Steric hindrance effect on the excited-state proton transfer process: TDDFT study on the fluorescent sensing mechanism of a fluoride sensor

Abstract

An understanding of the excited-state process and the sensing mechanism for specific anions can be helpful for the design and synthesis of fluorescent sensors in analytical chemistry and biotechnology. Here, we theoretically investigated the fluorescent response mechanism of a reported acylhydrazone-based fluorescent sensor (Soft Matter, 2019, 15, 6690) for fluoride recognition using the time-dependent density functional theory approach. At the M06/TZVP/SCM level, the vertical excitation energies, which were calculated based on the ground state and first singlet-state geometries of the sensor molecule, agreed well with the experimental ultraviolet–visible and fluorescence spectra. Therefore, the time-dependent density functional theory method was considered reasonable and effective. According to the frontier orbital analysis and an excited-state potential energy scan, we proposed an excited-state proton transfer mechanism for the sensor-fluorine complex, where the steric hindrance leads to a high potential barrier.
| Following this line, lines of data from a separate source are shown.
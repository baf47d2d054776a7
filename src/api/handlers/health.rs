//! Handler for health check endpoint.

use axum::{Json, extract::State, http::StatusCode};

use crate::api::dto::health::{CheckStatus, HealthChecks, HealthResponse};
use crate::state::AppState;

/// Returns service health status with component checks.
///
/// # Endpoint
///
/// `GET /health`
///
/// # Response Codes
///
/// - **200 OK**: All components healthy
/// - **503 Service Unavailable**: Telemetry queue closed
///
/// # Response
///
/// ```json
/// {
///   "status": "healthy",
///   "version": "0.1.0",
///   "checks": {
///     "registry": { "status": "ok", "message": "12 live links" },
///     "telemetry_queue": { "status": "ok", "message": "Capacity: 1000" }
///   }
/// }
/// ```
pub async fn health_handler(
    State(state): State<AppState>,
) -> Result<Json<HealthResponse>, (StatusCode, Json<HealthResponse>)> {
    let registry_check = CheckStatus {
        status: "ok".to_string(),
        message: Some(format!("{} live links", state.link_service.live_count())),
    };

    let queue_check = check_telemetry_queue(&state);

    let all_healthy = registry_check.status == "ok" && queue_check.status == "ok";

    let response = HealthResponse {
        status: if all_healthy { "healthy" } else { "degraded" }.to_string(),
        version: env!("CARGO_PKG_VERSION").to_string(),
        checks: HealthChecks {
            registry: registry_check,
            telemetry_queue: queue_check,
        },
    };

    if all_healthy {
        Ok(Json(response))
    } else {
        Err((StatusCode::SERVICE_UNAVAILABLE, Json(response)))
    }
}

/// Checks if the telemetry queue still has a worker behind it.
fn check_telemetry_queue(state: &AppState) -> CheckStatus {
    if state.telemetry.is_closed() {
        CheckStatus {
            status: "error".to_string(),
            message: Some("Telemetry queue is closed".to_string()),
        }
    } else {
        CheckStatus {
            status: "ok".to_string(),
            message: Some(format!("Capacity: {}", state.telemetry.capacity())),
        }
    }
}
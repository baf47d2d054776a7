//! Application configuration loaded from environment variables.
//!
//! Configuration is loaded once at startup and validated before the server starts.
//!
//! ## Variables
//!
//! - `LISTEN` - Bind address (default: `0.0.0.0:5000`)
//! - `BASE_URL` - Prefix for short links (default: `http://localhost:5000`)
//! - `RUST_LOG` - Log level (default: `info`)
//! - `LOG_FORMAT` - Log format: `text` or `json` (default: `text`)
//! - `DEFAULT_VALIDITY_MINUTES` - Validity when a request omits it (default: 30)
//! - `MAX_VALIDITY_MINUTES` - Largest accepted validity (default: 525600, one year; at most 100 years)
//! - `SWEEP_INTERVAL_SECONDS` - Expiry sweep period, `0` disables it (default: 60)
//! - `TELEMETRY_URL` - Log collector endpoint (telemetry disabled if unset)
//! - `TELEMETRY_TOKEN` - Bearer token for the collector (required with `TELEMETRY_URL`)
//! - `TELEMETRY_QUEUE_CAPACITY` - Telemetry buffer size (default: 1000, min: 100)
//!
//! ```bash
//! export BASE_URL="https://s.example.com"
//! export TELEMETRY_URL="http://collector.internal/logs"
//! export TELEMETRY_TOKEN="..."
//! ```

use anyhow::{Context, Result};
use std::env;
use std::str::FromStr;

use crate::application::services::ValidityPolicy;

/// Upper bound for `MAX_VALIDITY_MINUTES`: 100 years of 365.25 days.
pub const MAX_VALIDITY_CEILING_MINUTES: i64 = 100 * 525_960;

/// Service configuration loaded from environment variables.
#[derive(Debug, Clone)]
pub struct Config {
    pub listen_addr: String,
    pub base_url: String,
    pub log_level: String,
    pub log_format: String,
    pub default_validity_minutes: i64,
    pub max_validity_minutes: i64,
    /// Period of the background expiry sweep. `0` disables the sweeper;
    /// expiry is still enforced on every read.
    pub sweep_interval_seconds: u64,
    pub telemetry_url: Option<String>,
    pub telemetry_token: Option<String>,
    pub telemetry_queue_capacity: usize,
}

impl Config {
    /// Loads configuration from environment variables.
    ///
    /// # Errors
    ///
    /// Returns an error if a numeric variable is set but cannot be parsed.
    pub fn from_env() -> Result<Self> {
        let listen_addr = env::var("LISTEN").unwrap_or_else(|_| "0.0.0.0:5000".to_string());
        let base_url = env::var("BASE_URL")
            .unwrap_or_else(|_| "http://localhost:5000".to_string())
            .trim_end_matches('/')
            .to_string();
        let log_level = env::var("RUST_LOG").unwrap_or_else(|_| "info".to_string());
        let log_format = env::var("LOG_FORMAT").unwrap_or_else(|_| "text".to_string());

        let default_validity_minutes = parse_var("DEFAULT_VALIDITY_MINUTES", 30)?;
        let max_validity_minutes = parse_var("MAX_VALIDITY_MINUTES", 525_600)?;
        let sweep_interval_seconds = parse_var("SWEEP_INTERVAL_SECONDS", 60)?;
        let telemetry_queue_capacity = parse_var("TELEMETRY_QUEUE_CAPACITY", 1_000)?;

        let telemetry_url = env::var("TELEMETRY_URL").ok().filter(|v| !v.is_empty());
        let telemetry_token = env::var("TELEMETRY_TOKEN").ok().filter(|v| !v.is_empty());

        Ok(Self {
            listen_addr,
            base_url,
            log_level,
            log_format,
            default_validity_minutes,
            max_validity_minutes,
            sweep_interval_seconds,
            telemetry_url,
            telemetry_token,
            telemetry_queue_capacity,
        })
    }

    /// Validates the configuration.
    ///
    /// # Errors
    ///
    /// Returns an error if:
    /// - `log_format` is not `text` or `json`
    /// - `listen_addr` is not `host:port`
    /// - `base_url` is not an HTTP(S) URL
    /// - validity bounds are not positive or the default exceeds the maximum
    /// - `telemetry_queue_capacity` is outside 100..=1_000_000
    /// - `TELEMETRY_URL` is set without `TELEMETRY_TOKEN`
    pub fn validate(&self) -> Result<()> {
        if self.log_format != "text" && self.log_format != "json" {
            anyhow::bail!(
                "LOG_FORMAT must be 'text' or 'json', got '{}'",
                self.log_format
            );
        }

        if !self.listen_addr.contains(':') {
            anyhow::bail!(
                "LISTEN must be in format 'host:port', got '{}'",
                self.listen_addr
            );
        }

        if !self.base_url.starts_with("http://") && !self.base_url.starts_with("https://") {
            anyhow::bail!(
                "BASE_URL must start with 'http://' or 'https://', got '{}'",
                self.base_url
            );
        }

        if self.default_validity_minutes <= 0 {
            anyhow::bail!(
                "DEFAULT_VALIDITY_MINUTES must be greater than 0, got {}",
                self.default_validity_minutes
            );
        }

        if self.max_validity_minutes < self.default_validity_minutes {
            anyhow::bail!(
                "MAX_VALIDITY_MINUTES ({}) must not be less than DEFAULT_VALIDITY_MINUTES ({})",
                self.max_validity_minutes,
                self.default_validity_minutes
            );
        }

        if self.max_validity_minutes > MAX_VALIDITY_CEILING_MINUTES {
            anyhow::bail!(
                "MAX_VALIDITY_MINUTES must not exceed {} (100 years), got {}",
                MAX_VALIDITY_CEILING_MINUTES,
                self.max_validity_minutes
            );
        }

        if !(100..=1_000_000).contains(&self.telemetry_queue_capacity) {
            anyhow::bail!(
                "TELEMETRY_QUEUE_CAPACITY must be between 100 and 1000000, got {}",
                self.telemetry_queue_capacity
            );
        }

        if let Some(ref url) = self.telemetry_url {
            if !url.starts_with("http://") && !url.starts_with("https://") {
                anyhow::bail!(
                    "TELEMETRY_URL must start with 'http://' or 'https://', got '{}'",
                    url
                );
            }
            if self.telemetry_token.is_none() {
                anyhow::bail!("TELEMETRY_TOKEN must be set when TELEMETRY_URL is provided");
            }
        }

        Ok(())
    }

    /// Collector URL and token, when remote telemetry is configured.
    pub fn telemetry_target(&self) -> Option<(&str, &str)> {
        match (&self.telemetry_url, &self.telemetry_token) {
            (Some(url), Some(token)) => Some((url.as_str(), token.as_str())),
            _ => None,
        }
    }

    pub fn validity_policy(&self) -> ValidityPolicy {
        ValidityPolicy {
            default_minutes: self.default_validity_minutes,
            max_minutes: self.max_validity_minutes,
        }
    }

    /// Prints configuration summary (without sensitive data).
    pub fn print_summary(&self) {
        tracing::info!("Configuration loaded:");
        tracing::info!("  Listen address: {}", self.listen_addr);
        tracing::info!("  Base URL: {}", self.base_url);
        tracing::info!(
            "  Validity: default {} min, max {} min",
            self.default_validity_minutes,
            self.max_validity_minutes
        );

        if self.sweep_interval_seconds > 0 {
            tracing::info!("  Expiry sweep: every {}s", self.sweep_interval_seconds);
        } else {
            tracing::info!("  Expiry sweep: disabled");
        }

        match self.telemetry_target() {
            Some((url, token)) => {
                tracing::info!("  Telemetry: {} (token {})", url, mask_secret(token))
            }
            None => tracing::info!("  Telemetry: disabled"),
        }

        tracing::info!("  Log level: {}", self.log_level);
        tracing::info!("  Log format: {}", self.log_format);
    }
}

fn parse_var<T>(name: &str, default: T) -> Result<T>
where
    T: FromStr,
    T::Err: std::error::Error + Send + Sync + 'static,
{
    match env::var(name) {
        Ok(raw) => raw
            .trim()
            .parse()
            .with_context(|| format!("{name} must be a number, got '{raw}'")),
        Err(_) => Ok(default),
    }
}

/// Masks a secret for logging, keeping only its first four characters.
fn mask_secret(secret: &str) -> String {
    let visible: String = secret.chars().take(4).collect();
    if secret.chars().count() <= 4 {
        "***".to_string()
    } else {
        format!("{visible}***")
    }
}

/// Loads and validates configuration from environment variables.
///
/// # Errors
///
/// Returns an error if a variable is malformed or validation fails.
///
/// # Note
///
/// This function expects environment variables to be already loaded
/// (e.g., via `dotenvy::dotenv()` in `main.rs`).
pub fn load_from_env() -> Result<Config> {
    let config = Config::from_env()?;
    config.validate()?;
    Ok(config)
}
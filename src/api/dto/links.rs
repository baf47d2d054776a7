//! DTOs for link listings and statistics.

use chrono::{DateTime, Utc};
use serde::Serialize;

use crate::domain::{ClickEvent, UrlRecord};

/// One recorded redirect.
#[derive(Debug, Serialize)]
#[serde(rename_all = "camelCase")]
pub struct ClickInfo {
    pub timestamp: DateTime<Utc>,
    pub user_agent: String,
    pub referrer: String,
}

impl From<ClickEvent> for ClickInfo {
    fn from(click: ClickEvent) -> Self {
        Self {
            timestamp: click.timestamp,
            user_agent: click.user_agent,
            referrer: click.referrer,
        }
    }
}

/// Full view of a live short link.
///
/// Used both as a list item for `GET /urls` and as the body of the stats
/// endpoints.
#[derive(Debug, Serialize)]
#[serde(rename_all = "camelCase")]
pub struct LinkView {
    pub code: String,
    pub original_url: String,
    pub short_link: String,
    pub created_at: DateTime<Utc>,
    pub expiry: DateTime<Utc>,
    pub clicks: u64,
    pub click_history: Vec<ClickInfo>,
}

impl LinkView {
    pub fn from_record(record: UrlRecord, short_link: String) -> Self {
        Self {
            code: record.code,
            original_url: record.original_url,
            short_link,
            created_at: record.created_at,
            expiry: record.expires_at,
            clicks: record.click_count,
            click_history: record.click_history.into_iter().map(ClickInfo::from).collect(),
        }
    }
}
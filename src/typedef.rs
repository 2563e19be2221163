//! Type-definition catalog and structural type classification.
//!
//! Open-metadata types form a single-inheritance hierarchy (every type has
//! at most one supertype). The catalog is fetched once per top-level
//! traversal and treated as an immutable snapshot; all classification
//! questions — "is this a schema attribute?", "is this a complex schema
//! type?" — are answered by walking the supertype chain in that snapshot.

use std::collections::{HashMap, HashSet};

use serde::{Deserialize, Serialize};

// ---------------------------------------------------------------------------
// Well-known type names
// ---------------------------------------------------------------------------

/// Root type for all asset-catalog entities.
pub const REFERENCEABLE: &str = "Referenceable";
/// Base type for assets (data stores, data sets, files).
pub const ASSET: &str = "Asset";
pub const DATA_STORE: &str = "DataStore";
pub const DATA_SET: &str = "DataSet";
pub const DATA_FILE: &str = "DataFile";

/// Base type for schema attributes (columns, fields).
pub const SCHEMA_ATTRIBUTE: &str = "SchemaAttribute";
/// Base type for structured schema types (tables, structs).
pub const COMPLEX_SCHEMA_TYPE: &str = "ComplexSchemaType";
pub const TABULAR_COLUMN: &str = "TabularColumn";
pub const RELATIONAL_COLUMN: &str = "RelationalColumn";
pub const TABULAR_SCHEMA_TYPE: &str = "TabularSchemaType";
pub const RELATIONAL_TABLE_TYPE: &str = "RelationalTableType";

// Relationship type names walked by the traversal.
pub const ATTRIBUTE_FOR_SCHEMA: &str = "AttributeForSchema";
pub const LINEAGE_MAPPING: &str = "LineageMapping";
pub const SCHEMA_ATTRIBUTE_TYPE: &str = "SchemaAttributeType";
pub const ASSET_SCHEMA_TYPE: &str = "AssetSchemaType";
pub const NESTED_FILE: &str = "NestedFile";
pub const DATA_CONTENT_FOR_DATA_SET: &str = "DataContentForDataSet";
pub const CONNECTION_TO_ASSET: &str = "ConnectionToAsset";

/// Classification type matched by the classification-context traversal.
pub const TYPE_EMBEDDED_ATTRIBUTE: &str = "TypeEmbeddedAttribute";
/// Edge label linking an entity to one of its classifications.
pub const CLASSIFIED_ENTITY: &str = "ClassifiedEntity";

/// The fixed set of schema-attribute kinds that carry lateral lineage.
const SCHEMA_ATTRIBUTE_KINDS: &[&str] = &[TABULAR_COLUMN, RELATIONAL_COLUMN];

// ---------------------------------------------------------------------------
// Catalog
// ---------------------------------------------------------------------------

/// Summary of a single type definition: its store identifier and its direct
/// supertype (None for root types).
#[derive(Debug, Clone, PartialEq, Eq, Serialize, Deserialize)]
pub struct TypeDefSummary {
    pub guid: String,
    pub super_type: Option<String>,
}

/// Immutable snapshot of the repository's type definitions, keyed by name.
///
/// Covers entity, relationship, and classification types alike — the
/// traversal only ever asks for a GUID or a supertype by name.
#[derive(Debug, Clone, Default, Serialize, Deserialize)]
pub struct TypeCatalog {
    defs: HashMap<String, TypeDefSummary>,
}

impl TypeCatalog {
    /// Create an empty catalog.
    pub fn new() -> Self {
        Self::default()
    }

    /// Register a type definition. Later registrations replace earlier ones.
    pub fn insert(
        &mut self,
        name: impl Into<String>,
        guid: impl Into<String>,
        super_type: Option<&str>,
    ) {
        self.defs.insert(
            name.into(),
            TypeDefSummary {
                guid: guid.into(),
                super_type: super_type.map(str::to_owned),
            },
        );
    }

    /// Look up a type definition by name.
    pub fn get(&self, name: &str) -> Option<&TypeDefSummary> {
        self.defs.get(name)
    }

    /// Store identifier for a type name, if the type is known.
    pub fn type_guid(&self, name: &str) -> Option<&str> {
        self.defs.get(name).map(|def| def.guid.as_str())
    }

    /// Number of registered type definitions.
    pub fn len(&self) -> usize {
        self.defs.len()
    }

    /// Whether the catalog has no definitions.
    pub fn is_empty(&self) -> bool {
        self.defs.is_empty()
    }

    /// Check whether `type_name` is a strict or reflexive subtype of
    /// `candidate` by walking the supertype chain.
    ///
    /// A type absent from the catalog yields `false`, never an error —
    /// deployments routinely run with partial type registries. A visited
    /// set guards against malformed catalogs with cyclic supertype links.
    pub fn is_subtype_of(&self, type_name: &str, candidate: &str) -> bool {
        if type_name == candidate {
            return true;
        }
        let mut visited: HashSet<&str> = HashSet::new();
        let mut current = type_name;
        while let Some(def) = self.defs.get(current) {
            let Some(super_type) = def.super_type.as_deref() else {
                return false;
            };
            if super_type == candidate {
                return true;
            }
            if !visited.insert(current) {
                return false;
            }
            current = super_type;
        }
        false
    }

    /// Whether the type is (a subtype of) `ComplexSchemaType` — a table,
    /// struct, or other structured schema type that ends schema descent.
    pub fn is_complex_schema_type(&self, type_name: &str) -> bool {
        self.is_subtype_of(type_name, COMPLEX_SCHEMA_TYPE)
    }
}

/// Whether the type is one of the schema-attribute kinds that participate
/// in column-level lineage. Membership test against a fixed set; the type
/// catalog is not consulted.
pub fn is_schema_attribute_type(type_name: &str) -> bool {
    SCHEMA_ATTRIBUTE_KINDS.contains(&type_name)
}

/// A catalog pre-loaded with the well-known types the traversal branches
/// on, plus GUIDs for the relationship types it walks. Store adapters for
/// real repositories replace this with the deployment's own registry.
pub fn well_known_catalog() -> TypeCatalog {
    let mut catalog = TypeCatalog::new();

    catalog.insert(REFERENCEABLE, "t-referenceable", None);
    catalog.insert(ASSET, "t-asset", Some(REFERENCEABLE));
    catalog.insert(DATA_STORE, "t-data-store", Some(ASSET));
    catalog.insert(DATA_SET, "t-data-set", Some(ASSET));
    catalog.insert(DATA_FILE, "t-data-file", Some(DATA_STORE));

    catalog.insert(SCHEMA_ATTRIBUTE, "t-schema-attribute", Some(REFERENCEABLE));
    catalog.insert(TABULAR_COLUMN, "t-tabular-column", Some(SCHEMA_ATTRIBUTE));
    catalog.insert(
        RELATIONAL_COLUMN,
        "t-relational-column",
        Some(TABULAR_COLUMN),
    );
    catalog.insert(
        COMPLEX_SCHEMA_TYPE,
        "t-complex-schema-type",
        Some(REFERENCEABLE),
    );
    catalog.insert(
        TABULAR_SCHEMA_TYPE,
        "t-tabular-schema-type",
        Some(COMPLEX_SCHEMA_TYPE),
    );
    catalog.insert(
        RELATIONAL_TABLE_TYPE,
        "t-relational-table-type",
        Some(TABULAR_SCHEMA_TYPE),
    );

    catalog.insert(ATTRIBUTE_FOR_SCHEMA, "r-attribute-for-schema", None);
    catalog.insert(LINEAGE_MAPPING, "r-lineage-mapping", None);
    catalog.insert(SCHEMA_ATTRIBUTE_TYPE, "r-schema-attribute-type", None);
    catalog.insert(ASSET_SCHEMA_TYPE, "r-asset-schema-type", None);
    catalog.insert(NESTED_FILE, "r-nested-file", None);
    catalog.insert(
        DATA_CONTENT_FOR_DATA_SET,
        "r-data-content-for-data-set",
        None,
    );
    catalog.insert(CONNECTION_TO_ASSET, "r-connection-to-asset", None);

    catalog.insert(
        TYPE_EMBEDDED_ATTRIBUTE,
        "c-type-embedded-attribute",
        None,
    );

    catalog
}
The excited-state proton transfer process facilitates sensor molecule deprotonation, alleviates its steric hindrance effect and expands its conjugated system. As a result, the fluorescence emission band of the sensor molecule was red-shifted significantly with the addition of fluoride anion. Based on this fluorescence difference, the sensor could be used for fluoride anion identification. This work provides a strategy to study sensor–analyte interactions in the excited state and offers an approach to tune the fluorescence emission wavelength of sensor molecules in anionic environments.